I tried to have therapy today but my therapist’s phone just wasn’t cooperating. So we had the session via text message as that seemed to be the only thing her phone could do. So half the session was via talk and the rest via text. Interesting. We didn’t get much accomplished as you can imagine, though my therapist is a fast typer, faster than me. She still wants me to try and find someone face to face. I gave her the number for the center I found in my area that might be able to help me. I am not calling. I can’t stand the thought of being turned down or told to be put on a waiting list for months.

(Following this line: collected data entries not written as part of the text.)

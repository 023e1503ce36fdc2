// Copyright (c) AlphaVelocity.
// All rights reserved.
//
// This source code is licensed under the license found in the
// LICENSE file in the root directory of this source tree.

use anyhow::{Context, Result, anyhow};
use chrono::NaiveDate;
use csv::{QuoteStyle, Terminator, WriterBuilder};
use std::path::{Path, PathBuf};

use crate::models::Transaction;

pub const HEADER: [&str; 6] = ["id", "type", "category", "amount", "date", "description"];

/// Header line as-is, then one row per transaction with every field quoted
/// and embedded quotes doubled.
pub fn to_csv(txs: &[Transaction]) -> Result<String> {
    let mut out = HEADER.join(",").into_bytes();
    out.push(b'\n');
    let mut wtr = WriterBuilder::new()
        .quote_style(QuoteStyle::Always)
        .terminator(Terminator::Any(b'\n'))
        .from_writer(out);
    for t in txs {
        wtr.write_record([
            t.id.to_string(),
            t.kind.to_string(),
            t.category.clone(),
            t.amount.to_string(),
            t.date.clone(),
            t.description.clone().unwrap_or_default(),
        ])?;
    }
    let out = wtr
        .into_inner()
        .map_err(|e| anyhow!("Failed to flush CSV: {}", e.error()))?;
    Ok(String::from_utf8(out)?)
}

pub fn file_name(date: NaiveDate) -> String {
    format!("finance-report-{}.csv", date.format("%Y-%m-%d"))
}

pub fn write_report(dir: &Path, date: NaiveDate, txs: &[Transaction]) -> Result<PathBuf> {
    let path = dir.join(file_name(date));
    let csv = to_csv(txs)?;
    std::fs::write(&path, csv).with_context(|| format!("Write {}", path.display()))?;
    Ok(path)
}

I told my therapist I was depressed. I am not eating, I don’t care about anything, and I have no energy. I am just so tired. And trying to find a new therapist in the mix of this is just dragging me down. I see my pdoc tomorrow and she wants me to tell her what I am feeling. I don’t know why I should bother. It’s not like she is going to help. I am getting a headache just thinking about it. I just want to go to sleep and not wake up, ever. I have to get up early tomorrow (which shouldn’t be a problem as I am up anyways) to get to this appointment with my pdoc. I really don’t want to go. I will just be wasting her time, like I am wasting my therapist’s time. I don’t know how they can stand me.

I told my therapist about Jack and Hyde and unfortunately, the phone cut out so I have no idea what she was saying. It was a very stressful session. I think she is going to get a new phone, least I hope she does. I understand why she doesn’t want to get a new phone but this has got to be a reason for getting a new one. I had to get a new phone because my phone was just not working anymore. And if the phone just doesn’t work anymore, what the hell is the point of using the device??

I am in a lot of pain today. The weather warmed up by twenty degrees. I am aching all over. But because I haven’t eaten anything substantial, I can’t take my NSAID pill. I have to have a full meal, not a small bag of popcorn. I just don’t want to make anything. I doubt I could because the gas people are working on the meters so I don’t think I can use the stove. I am so depressed, I don’t care. I just took some pain meds and an Ativan to get back to sleep. If my mother needs help with the damn groceries, I am going to be in dreamland. I just hope I don’t wake up, though I probably will. I didn’t take more than what is prescribed to me. Though I do feel like it. I really can’t because I don’t want to lose the trust of my doctors. That means a lot to me. I still haven’t figured out what I am going to say to my pdoc tomorrow. I know she will want some more information about my therapist and I just hope I don’t break down and cry. That is my biggest fear.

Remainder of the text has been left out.